[Excerpted records]
--------------------
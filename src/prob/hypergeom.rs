//! Hypergeometric draw math.
//!
//! Opening-hand questions are draws without replacement, so the
//! closed forms are ratios of binomial coefficients. Everything is
//! computed in `f64`; the multiplicative binomial evaluation stays
//! exact for the card-count scales this crate works at.

/// Binomial coefficient C(n, k).
///
/// Out-of-range `k` gives 0, matching the combinatorial convention.
#[must_use]
pub fn binomial(n: u64, k: u64) -> f64 {
    if k > n {
        return 0.0;
    }
    let k = k.min(n - k);
    let mut result = 1.0;
    for i in 0..k {
        result *= (n - i) as f64;
        result /= (i + 1) as f64;
    }
    result
}

/// P(X = observed) where X counts successes in `draws` cards taken
/// without replacement from a population with `successes` marked cards.
#[must_use]
pub fn hypergeometric(population: u64, successes: u64, draws: u64, observed: u64) -> f64 {
    if successes > population || draws > population {
        return 0.0;
    }
    if observed > draws || observed > successes {
        return 0.0;
    }
    // The unmarked part of the draw has to fit in the unmarked pool.
    if draws - observed > population - successes {
        return 0.0;
    }
    binomial(successes, observed) * binomial(population - successes, draws - observed)
        / binomial(population, draws)
}

/// P(X >= 1): the chance a draw hits at least one marked card.
#[must_use]
pub fn at_least_one(population: u64, successes: u64, draws: u64) -> f64 {
    if successes == 0 {
        return 0.0;
    }
    1.0 - hypergeometric(population, successes, draws, 0)
}

#[cfg(test)]
mod tests {
    use super::*;

    const EPS: f64 = 1e-12;

    #[test]
    fn test_binomial_known_values() {
        assert_eq!(binomial(20, 5), 15504.0);
        assert_eq!(binomial(18, 5), 8568.0);
        assert_eq!(binomial(16, 5), 4368.0);
        assert_eq!(binomial(5, 0), 1.0);
        assert_eq!(binomial(5, 5), 1.0);
        assert_eq!(binomial(4, 7), 0.0);
    }

    #[test]
    fn test_binomial_symmetry() {
        assert_eq!(binomial(20, 5), binomial(20, 15));
        assert_eq!(binomial(18, 4), binomial(18, 14));
    }

    #[test]
    fn test_hypergeometric_miss_probability() {
        // No Basic among 5 cards from a 20-card deck holding 4.
        let p = hypergeometric(20, 4, 5, 0);
        assert!((p - 4368.0 / 15504.0).abs() < EPS);
    }

    #[test]
    fn test_hypergeometric_sums_to_one() {
        let total: f64 = (0..=5).map(|k| hypergeometric(20, 4, 5, k)).sum();
        assert!((total - 1.0).abs() < EPS);
    }

    #[test]
    fn test_hypergeometric_out_of_support() {
        assert_eq!(hypergeometric(20, 4, 5, 6), 0.0);
        assert_eq!(hypergeometric(20, 2, 5, 3), 0.0);
        // 5 draws but only 4 unmarked cards: at least one hit is forced.
        assert_eq!(hypergeometric(20, 16, 5, 0), 0.0);
    }

    #[test]
    fn test_at_least_one_edges() {
        assert_eq!(at_least_one(20, 0, 5), 0.0);
        assert!((at_least_one(20, 20, 5) - 1.0).abs() < EPS);
        let p = at_least_one(20, 4, 5);
        assert!((p - (1.0 - 4368.0 / 15504.0)).abs() < EPS);
    }
}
--------------------
[What is expected] Copy back the listing above exactly, but only from the line with "the unmarked pool." through the line with "if successes == 0", both ends included.

[Response to this exercise]
    // The unmarked part of the draw has to fit in the unmarked pool.
    if draws - observed > population - successes {
        return 0.0;
    }
    binomial(successes, observed) * binomial(population - successes, draws - observed)
        / binomial(population, draws)
}

/// P(X >= 1): the chance a draw hits at least one marked card.
#[must_use]
pub fn at_least_one(population: u64, successes: u64, draws: u64) -> f64 {
    if successes == 0 {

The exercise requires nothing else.